Kearney looked up from the fire. “Explain.”

“When you ascended to the throne, we assumed that both Javan and Aindreas had abdicated in your favor. That’s what you and the others agreed to in Kentigern. And so it followed that your investiture was consistent with the Rules of Ascension. But since then, Aindreas has claimed that he never agreed to this, that the bargain struck that night involved only you and Javan. In effect, Kentigern claims that you and Curgh stole his crown, and he’s convinced the duke of Galdasten of this as well. In their eyes, with you as king, the Rules of Ascension are dead. This leaves them free to challenge your authority and even wage war against you without it being treason under the law.”

Dyre nodded. “It also allows the lords of Galdasten to lay claim to the throne again, without waiting any longer.”

Keziah had to agree that this made a good deal of sense, though she still found Aindreas’s deception infuriating. Not only did it allow Aindreas to justify his defiance of the new king, but it allowed the House of Galdasten to move beyond the tragedy of 872, when a madman brought the pestilence to Galdasten Castle, killing the duke and duchess as well as their children. Under the Rules of Ascension, the House of Galdasten would have had to wait four generations before being recognized once more in the Order of Ascension. Abandoning the rules ended their wait.

“All this may be true,” Wenda said. “But where does that leave Thorald.?”
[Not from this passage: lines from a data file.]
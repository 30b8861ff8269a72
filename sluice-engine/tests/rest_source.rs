//! REST source against a local HTTP server that echoes each request

use axum::Json;
use axum::Router;
use axum::extract::Query;
use axum::http::{HeaderMap, Method, StatusCode, Uri};
use axum::routing::any;
use serde_json::{Value, json};
use sluice_core::domain::connection::ConnectionType;
use sluice_core::domain::node::{Node, NodeType};
use sluice_engine::EngineConfig;
use sluice_engine::adapter::{ConnectionConfig, RestSource, SourceAdapter};
use sluice_engine::error::AdapterError;
use std::collections::BTreeMap;

/// Replies with one record describing the request it received
async fn echo(
    method: Method,
    uri: Uri,
    Query(params): Query<BTreeMap<String, String>>,
    headers: HeaderMap,
) -> Json<Value> {
    let header = |name: &str| {
        headers
            .get(name)
            .and_then(|value| value.to_str().ok())
            .map(str::to_string)
    };
    Json(json!({
        "data": [{
            "method": method.as_str(),
            "path": uri.path(),
            "params": params,
            "authorization": header("authorization"),
            "tenant": header("x-tenant"),
        }]
    }))
}

async fn serve() -> String {
    let app = Router::new()
        .route("/broken", any(|| async { StatusCode::INTERNAL_SERVER_ERROR }))
        .fallback(echo);
    let listener = tokio::net::TcpListener::bind("127.0.0.1:0").await.unwrap();
    let addr = listener.local_addr().unwrap();
    tokio::spawn(async move {
        axum::serve(listener, app).await.unwrap();
    });
    format!("http://{addr}")
}

fn connection(base_url: &str, endpoint: Option<&str>) -> ConnectionConfig {
    ConnectionConfig::new(
        ConnectionType::RestApi,
        json!({
            "baseUrl": base_url,
            "endpoint": endpoint,
            "apiKey": "s3cret",
            "headers": { "X-Tenant": "acme", "Authorization": "Basic overridden" }
        }),
    )
}

fn node(config: Value) -> Node {
    Node::new("api", NodeType::Source, "Orders").with_config(config)
}

#[tokio::test]
async fn test_node_endpoint_method_and_params_are_used() {
    let base_url = serve().await;
    let source = RestSource::new(&EngineConfig::default());

    let records = source
        .fetch(
            &connection(&base_url, Some("/from-connection")),
            &node(json!({
                "endpoint": "/v1/orders",
                "method": "post",
                "queryParams": { "status": "open", "page": 2 }
            })),
        )
        .await
        .unwrap();

    assert_eq!(records.len(), 1);
    let echoed = &records[0];
    assert_eq!(echoed["method"], json!("POST"));
    assert_eq!(echoed["path"], json!("/v1/orders"));
    assert_eq!(echoed["params"], json!({ "page": "2", "status": "open" }));
    assert_eq!(echoed["authorization"], json!("Bearer s3cret"));
    assert_eq!(echoed["tenant"], json!("acme"));
}

#[tokio::test]
async fn test_connection_endpoint_and_get_are_defaults() {
    let base_url = serve().await;
    let source = RestSource::new(&EngineConfig::default());

    let records = source
        .fetch(
            &connection(&base_url, Some("/from-connection")),
            &node(json!({ "endpoint": "" })),
        )
        .await
        .unwrap();

    assert_eq!(records[0]["method"], json!("GET"));
    assert_eq!(records[0]["path"], json!("/from-connection"));
    assert_eq!(records[0]["params"], json!({}));
}

#[tokio::test]
async fn test_error_status_is_a_fetch_error() {
    let base_url = serve().await;
    let source = RestSource::new(&EngineConfig::default());

    let err = source
        .fetch(&connection(&base_url, None), &node(json!({ "endpoint": "/broken" })))
        .await
        .unwrap_err();

    assert!(matches!(err, AdapterError::SourceFetch(_)), "{err:?}");
}

#[tokio::test]
async fn test_unreachable_api_is_a_connection_error() {
    let listener = tokio::net::TcpListener::bind("127.0.0.1:0").await.unwrap();
    let base_url = format!("http://{}", listener.local_addr().unwrap());
    drop(listener);
    let source = RestSource::new(&EngineConfig::default());

    let err = source
        .fetch(&connection(&base_url, Some("/x")), &node(json!({})))
        .await
        .unwrap_err();

    assert!(matches!(err, AdapterError::Connection(_)), "{err:?}");
}
pub const OAUTH_VALUE_VERSION: &str = "1.0";

pub const OAUTH_VALUE_SIGMETHOD_HMACSHA1: &str = "HMAC-SHA1";
pub const OAUTH_VALUE_SIGMETHOD_PLAINTEXT: &str = "PLAINTEXT";

#[derive(Clone, Copy, Debug, Default, PartialEq, Eq)]
pub enum SignatureMethod {
    PlainText,
    #[default]
    HmacSha1,
}

impl SignatureMethod {
    pub fn as_str(self) -> &'static str {
        match self {
            SignatureMethod::PlainText => OAUTH_VALUE_SIGMETHOD_PLAINTEXT,
            SignatureMethod::HmacSha1 => OAUTH_VALUE_SIGMETHOD_HMACSHA1,
        }
    }
}

/// Value of `oauth_version`; `None` leaves the parameter out entirely.
#[derive(Clone, Copy, Debug, Default, PartialEq, Eq)]
pub enum OAuthVersion {
    None,
    #[default]
    Default,
}

impl OAuthVersion {
    pub fn value(self) -> Option<&'static str> {
        match self {
            OAuthVersion::None => None,
            OAuthVersion::Default => Some(OAUTH_VALUE_VERSION),
        }
    }
}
“Under the Rules of Ascension,” Gershon answered, “Thorald has been Eibithar’s preeminent house. Tobbar’s sons, particularly the older one, won’t be inclined to give up that standing.”

Keziah cleared her throat awkwardly, drawing their gazes, including Kearney’s. Feeling their eyes upon her, she nearly held her tongue. I’m archminister, she told herself. I have a right to speak here, and a responsibility as well.

“With the deaths of the elder and younger Filib,” she said, “Thorald has no immediate claim to the throne either-that’s why Javan was in line to be king. Won’t Tobbar’s sons be as willing as the duke of Galdasten to turn away from the rules?”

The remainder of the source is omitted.